• **Problem to work on**:
The number of lines containing the word "instancing" is all you should give; count them in the records below.

• **Material supplied**:
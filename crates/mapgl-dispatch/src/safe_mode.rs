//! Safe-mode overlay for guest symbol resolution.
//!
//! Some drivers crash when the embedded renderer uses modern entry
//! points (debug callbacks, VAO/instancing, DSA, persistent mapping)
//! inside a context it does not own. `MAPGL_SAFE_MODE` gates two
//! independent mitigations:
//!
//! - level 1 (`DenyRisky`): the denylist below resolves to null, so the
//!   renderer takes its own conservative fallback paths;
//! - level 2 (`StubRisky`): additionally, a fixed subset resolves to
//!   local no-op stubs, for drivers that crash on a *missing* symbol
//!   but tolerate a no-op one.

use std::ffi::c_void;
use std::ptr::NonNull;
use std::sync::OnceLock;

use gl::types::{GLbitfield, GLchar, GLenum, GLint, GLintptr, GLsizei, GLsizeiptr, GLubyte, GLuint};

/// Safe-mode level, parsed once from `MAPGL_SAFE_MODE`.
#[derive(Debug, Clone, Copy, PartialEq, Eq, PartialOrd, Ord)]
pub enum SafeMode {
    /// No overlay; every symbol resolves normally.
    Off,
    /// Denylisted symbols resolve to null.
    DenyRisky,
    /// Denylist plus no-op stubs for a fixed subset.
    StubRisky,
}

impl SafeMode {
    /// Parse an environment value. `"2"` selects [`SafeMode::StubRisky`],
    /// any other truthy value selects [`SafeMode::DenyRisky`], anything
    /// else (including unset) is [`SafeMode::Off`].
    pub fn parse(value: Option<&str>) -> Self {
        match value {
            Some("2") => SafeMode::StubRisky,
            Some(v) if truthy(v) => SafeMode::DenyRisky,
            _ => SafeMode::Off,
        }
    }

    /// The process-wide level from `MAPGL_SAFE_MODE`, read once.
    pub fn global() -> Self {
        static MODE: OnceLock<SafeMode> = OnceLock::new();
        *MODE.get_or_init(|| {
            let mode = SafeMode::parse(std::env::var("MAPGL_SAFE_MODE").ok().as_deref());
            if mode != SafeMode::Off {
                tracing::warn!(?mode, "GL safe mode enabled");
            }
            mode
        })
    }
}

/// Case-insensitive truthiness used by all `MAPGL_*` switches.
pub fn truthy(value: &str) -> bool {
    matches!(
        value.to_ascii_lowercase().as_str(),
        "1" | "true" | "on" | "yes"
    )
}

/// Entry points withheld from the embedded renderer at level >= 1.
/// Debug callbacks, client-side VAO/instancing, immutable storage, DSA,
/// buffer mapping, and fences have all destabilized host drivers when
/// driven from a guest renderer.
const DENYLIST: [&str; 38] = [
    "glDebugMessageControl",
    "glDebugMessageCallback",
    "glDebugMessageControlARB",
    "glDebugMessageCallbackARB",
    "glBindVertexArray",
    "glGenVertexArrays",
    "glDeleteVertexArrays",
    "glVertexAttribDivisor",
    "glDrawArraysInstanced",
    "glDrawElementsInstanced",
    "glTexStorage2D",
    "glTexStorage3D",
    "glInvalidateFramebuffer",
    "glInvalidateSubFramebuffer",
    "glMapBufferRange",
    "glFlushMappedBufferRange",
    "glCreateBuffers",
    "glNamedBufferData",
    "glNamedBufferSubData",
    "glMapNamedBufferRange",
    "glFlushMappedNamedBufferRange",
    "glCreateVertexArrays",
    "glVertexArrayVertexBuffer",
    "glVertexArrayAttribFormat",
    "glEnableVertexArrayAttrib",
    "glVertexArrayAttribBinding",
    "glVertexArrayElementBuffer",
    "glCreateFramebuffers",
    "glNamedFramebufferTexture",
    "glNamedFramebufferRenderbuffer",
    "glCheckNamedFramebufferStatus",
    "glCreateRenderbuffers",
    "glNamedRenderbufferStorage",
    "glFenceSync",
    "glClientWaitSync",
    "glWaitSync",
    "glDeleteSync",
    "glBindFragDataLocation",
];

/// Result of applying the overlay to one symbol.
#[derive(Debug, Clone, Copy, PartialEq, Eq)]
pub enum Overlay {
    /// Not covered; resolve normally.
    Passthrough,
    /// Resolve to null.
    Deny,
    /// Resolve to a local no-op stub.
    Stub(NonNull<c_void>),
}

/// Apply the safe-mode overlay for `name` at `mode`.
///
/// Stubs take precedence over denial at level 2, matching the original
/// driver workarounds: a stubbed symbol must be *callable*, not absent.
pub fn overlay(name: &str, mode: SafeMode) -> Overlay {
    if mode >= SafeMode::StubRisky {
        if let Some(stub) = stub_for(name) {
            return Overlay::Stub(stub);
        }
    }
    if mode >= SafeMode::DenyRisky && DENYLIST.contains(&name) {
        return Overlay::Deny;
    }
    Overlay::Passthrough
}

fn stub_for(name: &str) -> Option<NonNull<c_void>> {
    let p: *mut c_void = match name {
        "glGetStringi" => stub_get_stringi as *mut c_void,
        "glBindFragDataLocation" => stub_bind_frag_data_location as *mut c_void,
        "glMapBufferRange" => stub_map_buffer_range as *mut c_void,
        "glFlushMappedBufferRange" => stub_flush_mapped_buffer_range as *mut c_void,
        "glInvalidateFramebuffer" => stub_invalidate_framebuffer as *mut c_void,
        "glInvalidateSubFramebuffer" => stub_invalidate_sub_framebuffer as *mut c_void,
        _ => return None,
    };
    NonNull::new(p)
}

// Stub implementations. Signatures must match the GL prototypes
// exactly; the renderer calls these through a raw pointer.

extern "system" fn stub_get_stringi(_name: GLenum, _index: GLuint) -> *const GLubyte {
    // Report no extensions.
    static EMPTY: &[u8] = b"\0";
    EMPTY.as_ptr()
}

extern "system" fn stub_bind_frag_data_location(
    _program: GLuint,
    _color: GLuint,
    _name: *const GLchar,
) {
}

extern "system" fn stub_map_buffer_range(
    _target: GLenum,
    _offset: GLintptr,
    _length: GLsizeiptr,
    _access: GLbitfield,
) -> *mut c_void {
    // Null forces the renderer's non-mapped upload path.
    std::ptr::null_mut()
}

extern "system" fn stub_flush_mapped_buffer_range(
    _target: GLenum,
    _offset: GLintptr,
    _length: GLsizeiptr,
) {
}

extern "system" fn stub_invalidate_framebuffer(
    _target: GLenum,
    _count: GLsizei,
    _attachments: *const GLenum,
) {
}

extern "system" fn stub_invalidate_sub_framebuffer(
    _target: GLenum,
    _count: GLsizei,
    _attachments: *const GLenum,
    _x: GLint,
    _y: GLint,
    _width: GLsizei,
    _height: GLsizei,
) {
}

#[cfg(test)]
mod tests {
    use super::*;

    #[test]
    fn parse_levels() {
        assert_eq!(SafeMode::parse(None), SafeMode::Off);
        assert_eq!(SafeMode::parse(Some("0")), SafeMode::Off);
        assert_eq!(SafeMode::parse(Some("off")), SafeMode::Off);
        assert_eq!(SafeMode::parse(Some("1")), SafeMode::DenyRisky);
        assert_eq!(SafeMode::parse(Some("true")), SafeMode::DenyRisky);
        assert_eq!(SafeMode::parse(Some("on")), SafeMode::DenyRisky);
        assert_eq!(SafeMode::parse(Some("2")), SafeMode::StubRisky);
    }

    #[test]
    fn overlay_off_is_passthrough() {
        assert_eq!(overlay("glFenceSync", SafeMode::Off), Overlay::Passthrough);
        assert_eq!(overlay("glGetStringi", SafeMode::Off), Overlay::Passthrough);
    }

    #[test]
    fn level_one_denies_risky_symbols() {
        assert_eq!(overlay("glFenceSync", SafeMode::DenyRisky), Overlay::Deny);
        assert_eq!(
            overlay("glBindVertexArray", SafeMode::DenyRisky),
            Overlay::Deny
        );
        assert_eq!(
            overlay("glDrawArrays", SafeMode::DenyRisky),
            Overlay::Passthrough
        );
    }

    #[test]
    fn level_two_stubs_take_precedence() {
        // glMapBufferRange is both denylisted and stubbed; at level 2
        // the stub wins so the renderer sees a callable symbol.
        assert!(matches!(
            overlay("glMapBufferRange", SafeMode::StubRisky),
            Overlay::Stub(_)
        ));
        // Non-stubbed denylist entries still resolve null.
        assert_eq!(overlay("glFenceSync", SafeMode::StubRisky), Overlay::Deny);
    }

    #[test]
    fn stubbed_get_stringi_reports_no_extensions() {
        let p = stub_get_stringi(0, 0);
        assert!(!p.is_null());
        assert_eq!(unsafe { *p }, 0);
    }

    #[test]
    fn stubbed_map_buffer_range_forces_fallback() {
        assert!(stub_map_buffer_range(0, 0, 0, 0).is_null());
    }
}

• **Task response**:
2